START Records for this task

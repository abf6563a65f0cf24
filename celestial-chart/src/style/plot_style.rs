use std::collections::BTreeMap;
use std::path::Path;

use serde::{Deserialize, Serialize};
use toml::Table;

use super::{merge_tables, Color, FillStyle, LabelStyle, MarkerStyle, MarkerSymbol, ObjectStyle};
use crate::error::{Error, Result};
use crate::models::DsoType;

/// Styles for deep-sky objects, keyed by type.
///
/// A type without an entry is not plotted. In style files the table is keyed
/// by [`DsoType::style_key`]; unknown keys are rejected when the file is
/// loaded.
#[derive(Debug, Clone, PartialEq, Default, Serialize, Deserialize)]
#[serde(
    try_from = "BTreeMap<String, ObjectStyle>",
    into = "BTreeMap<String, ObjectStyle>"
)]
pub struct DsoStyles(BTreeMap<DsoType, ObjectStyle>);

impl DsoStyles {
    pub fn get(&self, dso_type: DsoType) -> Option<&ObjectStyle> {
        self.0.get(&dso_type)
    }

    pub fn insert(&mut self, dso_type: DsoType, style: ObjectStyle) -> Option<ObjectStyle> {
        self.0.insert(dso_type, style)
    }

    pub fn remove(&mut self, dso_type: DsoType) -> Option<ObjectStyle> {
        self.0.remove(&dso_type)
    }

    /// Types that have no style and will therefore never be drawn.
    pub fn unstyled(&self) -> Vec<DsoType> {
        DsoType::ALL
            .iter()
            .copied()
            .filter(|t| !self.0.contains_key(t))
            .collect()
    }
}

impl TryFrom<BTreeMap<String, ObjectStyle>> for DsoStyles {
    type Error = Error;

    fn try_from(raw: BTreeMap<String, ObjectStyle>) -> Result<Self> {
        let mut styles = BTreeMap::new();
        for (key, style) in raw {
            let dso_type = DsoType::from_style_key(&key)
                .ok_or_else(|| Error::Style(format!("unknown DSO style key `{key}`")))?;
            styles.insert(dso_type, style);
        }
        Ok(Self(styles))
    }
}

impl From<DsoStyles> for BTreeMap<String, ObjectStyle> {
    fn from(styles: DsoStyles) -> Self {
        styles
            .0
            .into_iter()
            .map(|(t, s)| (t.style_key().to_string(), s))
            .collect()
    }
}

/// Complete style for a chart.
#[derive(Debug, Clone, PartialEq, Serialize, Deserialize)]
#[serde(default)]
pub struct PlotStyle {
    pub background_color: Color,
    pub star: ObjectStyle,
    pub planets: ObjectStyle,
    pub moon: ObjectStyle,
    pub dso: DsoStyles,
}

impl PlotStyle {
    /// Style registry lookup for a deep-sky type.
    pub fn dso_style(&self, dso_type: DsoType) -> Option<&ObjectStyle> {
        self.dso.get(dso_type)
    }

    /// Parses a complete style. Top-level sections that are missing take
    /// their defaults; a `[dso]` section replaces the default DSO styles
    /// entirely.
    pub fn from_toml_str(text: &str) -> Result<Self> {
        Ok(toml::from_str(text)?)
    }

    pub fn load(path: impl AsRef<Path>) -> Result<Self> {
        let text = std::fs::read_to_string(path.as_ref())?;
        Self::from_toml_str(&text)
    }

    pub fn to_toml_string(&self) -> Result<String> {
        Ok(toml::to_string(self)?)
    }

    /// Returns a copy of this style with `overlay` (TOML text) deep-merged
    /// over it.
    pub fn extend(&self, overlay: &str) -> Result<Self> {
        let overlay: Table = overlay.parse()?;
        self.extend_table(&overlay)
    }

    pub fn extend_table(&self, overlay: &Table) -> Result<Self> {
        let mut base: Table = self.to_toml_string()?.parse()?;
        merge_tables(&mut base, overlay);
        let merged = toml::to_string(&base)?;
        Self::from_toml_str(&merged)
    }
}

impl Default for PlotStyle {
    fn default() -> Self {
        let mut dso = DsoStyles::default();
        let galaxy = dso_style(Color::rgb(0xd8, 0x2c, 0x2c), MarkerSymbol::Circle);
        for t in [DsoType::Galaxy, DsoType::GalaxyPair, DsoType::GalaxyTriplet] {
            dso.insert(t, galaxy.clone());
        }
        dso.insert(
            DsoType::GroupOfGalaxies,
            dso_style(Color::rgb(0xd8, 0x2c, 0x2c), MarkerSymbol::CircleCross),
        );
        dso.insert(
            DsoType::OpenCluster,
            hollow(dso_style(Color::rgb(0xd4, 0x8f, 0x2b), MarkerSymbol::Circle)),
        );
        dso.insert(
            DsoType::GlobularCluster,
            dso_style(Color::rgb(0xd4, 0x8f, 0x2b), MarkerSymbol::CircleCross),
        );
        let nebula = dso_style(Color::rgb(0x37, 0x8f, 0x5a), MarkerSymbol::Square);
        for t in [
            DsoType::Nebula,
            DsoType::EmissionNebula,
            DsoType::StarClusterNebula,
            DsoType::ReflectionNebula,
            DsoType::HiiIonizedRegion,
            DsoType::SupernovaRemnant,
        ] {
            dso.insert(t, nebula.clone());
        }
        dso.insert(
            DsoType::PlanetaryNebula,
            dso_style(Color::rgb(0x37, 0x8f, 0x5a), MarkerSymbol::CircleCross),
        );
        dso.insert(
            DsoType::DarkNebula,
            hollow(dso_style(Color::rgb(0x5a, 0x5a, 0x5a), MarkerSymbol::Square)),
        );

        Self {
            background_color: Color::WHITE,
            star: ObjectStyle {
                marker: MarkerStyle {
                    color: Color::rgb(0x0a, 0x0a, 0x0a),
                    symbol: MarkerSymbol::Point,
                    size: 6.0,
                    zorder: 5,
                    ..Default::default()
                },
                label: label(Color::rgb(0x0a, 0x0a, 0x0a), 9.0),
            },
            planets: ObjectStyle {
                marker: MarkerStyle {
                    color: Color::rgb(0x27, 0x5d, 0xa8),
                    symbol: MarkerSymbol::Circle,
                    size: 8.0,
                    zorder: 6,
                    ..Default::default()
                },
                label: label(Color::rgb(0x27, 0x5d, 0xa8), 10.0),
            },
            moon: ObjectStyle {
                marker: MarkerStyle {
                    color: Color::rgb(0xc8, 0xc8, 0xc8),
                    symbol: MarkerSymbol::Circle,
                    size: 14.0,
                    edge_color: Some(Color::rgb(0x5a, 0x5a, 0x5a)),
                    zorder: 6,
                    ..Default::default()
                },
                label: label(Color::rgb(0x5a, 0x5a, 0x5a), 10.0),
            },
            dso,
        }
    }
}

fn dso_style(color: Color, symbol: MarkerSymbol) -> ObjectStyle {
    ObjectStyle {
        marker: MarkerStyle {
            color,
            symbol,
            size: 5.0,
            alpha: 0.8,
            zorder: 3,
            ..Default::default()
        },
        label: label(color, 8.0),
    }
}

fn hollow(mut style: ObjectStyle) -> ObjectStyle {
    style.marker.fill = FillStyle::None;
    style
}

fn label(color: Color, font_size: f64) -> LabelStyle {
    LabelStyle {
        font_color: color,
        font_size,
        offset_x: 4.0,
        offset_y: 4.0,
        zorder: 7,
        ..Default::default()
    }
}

END Records for this task

Your assignment → Return the data in full, exactly as it appears above.

Solution for this task →
repository abf6563a65f0cf24
filename celestial-chart/src/style/plot_style.rs
use std::collections::BTreeMap;
use std::path::Path;

use serde::{Deserialize, Serialize};
use toml::Table;

use super::{merge_tables, Color, FillStyle, LabelStyle, MarkerStyle, MarkerSymbol, ObjectStyle};
use crate::error::{Error, Result};
use crate::models::DsoType;

/// Styles for deep-sky objects, keyed by type.
///
/// A type without an entry is not plotted. In style files the table is keyed
/// by [`DsoType::style_key`]; unknown keys are rejected when the file is
/// loaded.
#[derive(Debug, Clone, PartialEq, Default, Serialize, Deserialize)]
#[serde(
    try_from = "BTreeMap<String, ObjectStyle>",
    into = "BTreeMap<String, ObjectStyle>"
)]
pub struct DsoStyles(BTreeMap<DsoType, ObjectStyle>);

impl DsoStyles {
    pub fn get(&self, dso_type: DsoType) -> Option<&ObjectStyle> {
        self.0.get(&dso_type)
    }

    pub fn insert(&mut self, dso_type: DsoType, style: ObjectStyle) -> Option<ObjectStyle> {
        self.0.insert(dso_type, style)
    }

    pub fn remove(&mut self, dso_type: DsoType) -> Option<ObjectStyle> {
        self.0.remove(&dso_type)
    }

    /// Types that have no style and will therefore never be drawn.
    pub fn unstyled(&self) -> Vec<DsoType> {
        DsoType::ALL
            .iter()
            .copied()
            .filter(|t| !self.0.contains_key(t))
            .collect()
    }
}

impl TryFrom<BTreeMap<String, ObjectStyle>> for DsoStyles {
    type Error = Error;

    fn try_from(raw: BTreeMap<String, ObjectStyle>) -> Result<Self> {
        let mut styles = BTreeMap::new();
        for (key, style) in raw {
            let dso_type = DsoType::from_style_key(&key)
                .ok_or_else(|| Error::Style(format!("unknown DSO style key `{key}`")))?;
            styles.insert(dso_type, style);
        }
        Ok(Self(styles))
    }
}

impl From<DsoStyles> for BTreeMap<String, ObjectStyle> {
    fn from(styles: DsoStyles) -> Self {
        styles
            .0
            .into_iter()
            .map(|(t, s)| (t.style_key().to_string(), s))
            .collect()
    }
}

/// Complete style for a chart.
#[derive(Debug, Clone, PartialEq, Serialize, Deserialize)]
#[serde(default)]
pub struct PlotStyle {
    pub background_color: Color,
    pub star: ObjectStyle,
    pub planets: ObjectStyle,
    pub moon: ObjectStyle,
    pub dso: DsoStyles,
}

impl PlotStyle {
    /// Style registry lookup for a deep-sky type.
    pub fn dso_style(&self, dso_type: DsoType) -> Option<&ObjectStyle> {
        self.dso.get(dso_type)
    }

    /// Parses a complete style. Top-level sections that are missing take
    /// their defaults; a `[dso]` section replaces the default DSO styles
    /// entirely.
    pub fn from_toml_str(text: &str) -> Result<Self> {
        Ok(toml::from_str(text)?)
    }

    pub fn load(path: impl AsRef<Path>) -> Result<Self> {
        let text = std::fs::read_to_string(path.as_ref())?;
        Self::from_toml_str(&text)
    }

    pub fn to_toml_string(&self) -> Result<String> {
        Ok(toml::to_string(self)?)
    }

    /// Returns a copy of this style with `overlay` (TOML text) deep-merged
    /// over it.
    pub fn extend(&self, overlay: &str) -> Result<Self> {
        let overlay: Table = overlay.parse()?;
        self.extend_table(&overlay)
    }

    pub fn extend_table(&self, overlay: &Table) -> Result<Self> {
        let mut base: Table = self.to_toml_string()?.parse()?;
        merge_tables(&mut base, overlay);
        let merged = toml::to_string(&base)?;
        Self::from_toml_str(&merged)
    }
}

impl Default for PlotStyle {
    fn default() -> Self {
        let mut dso = DsoStyles::default();
        let galaxy = dso_style(Color::rgb(0xd8, 0x2c, 0x2c), MarkerSymbol::Circle);
        for t in [DsoType::Galaxy, DsoType::GalaxyPair, DsoType::GalaxyTriplet] {
            dso.insert(t, galaxy.clone());
        }
        dso.insert(
            DsoType::GroupOfGalaxies,
            dso_style(Color::rgb(0xd8, 0x2c, 0x2c), MarkerSymbol::CircleCross),
        );
        dso.insert(
            DsoType::OpenCluster,
            hollow(dso_style(Color::rgb(0xd4, 0x8f, 0x2b), MarkerSymbol::Circle)),
        );
        dso.insert(
            DsoType::GlobularCluster,
            dso_style(Color::rgb(0xd4, 0x8f, 0x2b), MarkerSymbol::CircleCross),
        );
        let nebula = dso_style(Color::rgb(0x37, 0x8f, 0x5a), MarkerSymbol::Square);
        for t in [
            DsoType::Nebula,
            DsoType::EmissionNebula,
            DsoType::StarClusterNebula,
            DsoType::ReflectionNebula,
            DsoType::HiiIonizedRegion,
            DsoType::SupernovaRemnant,
        ] {
            dso.insert(t, nebula.clone());
        }
        dso.insert(
            DsoType::PlanetaryNebula,
            dso_style(Color::rgb(0x37, 0x8f, 0x5a), MarkerSymbol::CircleCross),
        );
        dso.insert(
            DsoType::DarkNebula,
            hollow(dso_style(Color::rgb(0x5a, 0x5a, 0x5a), MarkerSymbol::Square)),
        );

        Self {
            background_color: Color::WHITE,
            star: ObjectStyle {
                marker: MarkerStyle {
                    color: Color::rgb(0x0a, 0x0a, 0x0a),
                    symbol: MarkerSymbol::Point,
                    size: 6.0,
                    zorder: 5,
                    ..Default::default()
                },
                label: label(Color::rgb(0x0a, 0x0a, 0x0a), 9.0),
            },
            planets: ObjectStyle {
                marker: MarkerStyle {
                    color: Color::rgb(0x27, 0x5d, 0xa8),
                    symbol: MarkerSymbol::Circle,
                    size: 8.0,
                    zorder: 6,
                    ..Default::default()
                },
                label: label(Color::rgb(0x27, 0x5d, 0xa8), 10.0),
            },
            moon: ObjectStyle {
                marker: MarkerStyle {
                    color: Color::rgb(0xc8, 0xc8, 0xc8),
                    symbol: MarkerSymbol::Circle,
                    size: 14.0,
                    edge_color: Some(Color::rgb(0x5a, 0x5a, 0x5a)),
                    zorder: 6,
                    ..Default::default()
                },
                label: label(Color::rgb(0x5a, 0x5a, 0x5a), 10.0),
            },
            dso,
        }
    }
}

fn dso_style(color: Color, symbol: MarkerSymbol) -> ObjectStyle {
    ObjectStyle {
        marker: MarkerStyle {
            color,
            symbol,
            size: 5.0,
            alpha: 0.8,
            zorder: 3,
            ..Default::default()
        },
        label: label(color, 8.0),
    }
}

fn hollow(mut style: ObjectStyle) -> ObjectStyle {
    style.marker.fill = FillStyle::None;
    style
}

fn label(color: Color, font_size: f64) -> LabelStyle {
    LabelStyle {
        font_color: color,
        font_size,
        offset_x: 4.0,
        offset_y: 4.0,
        zorder: 7,
        ..Default::default()
    }
}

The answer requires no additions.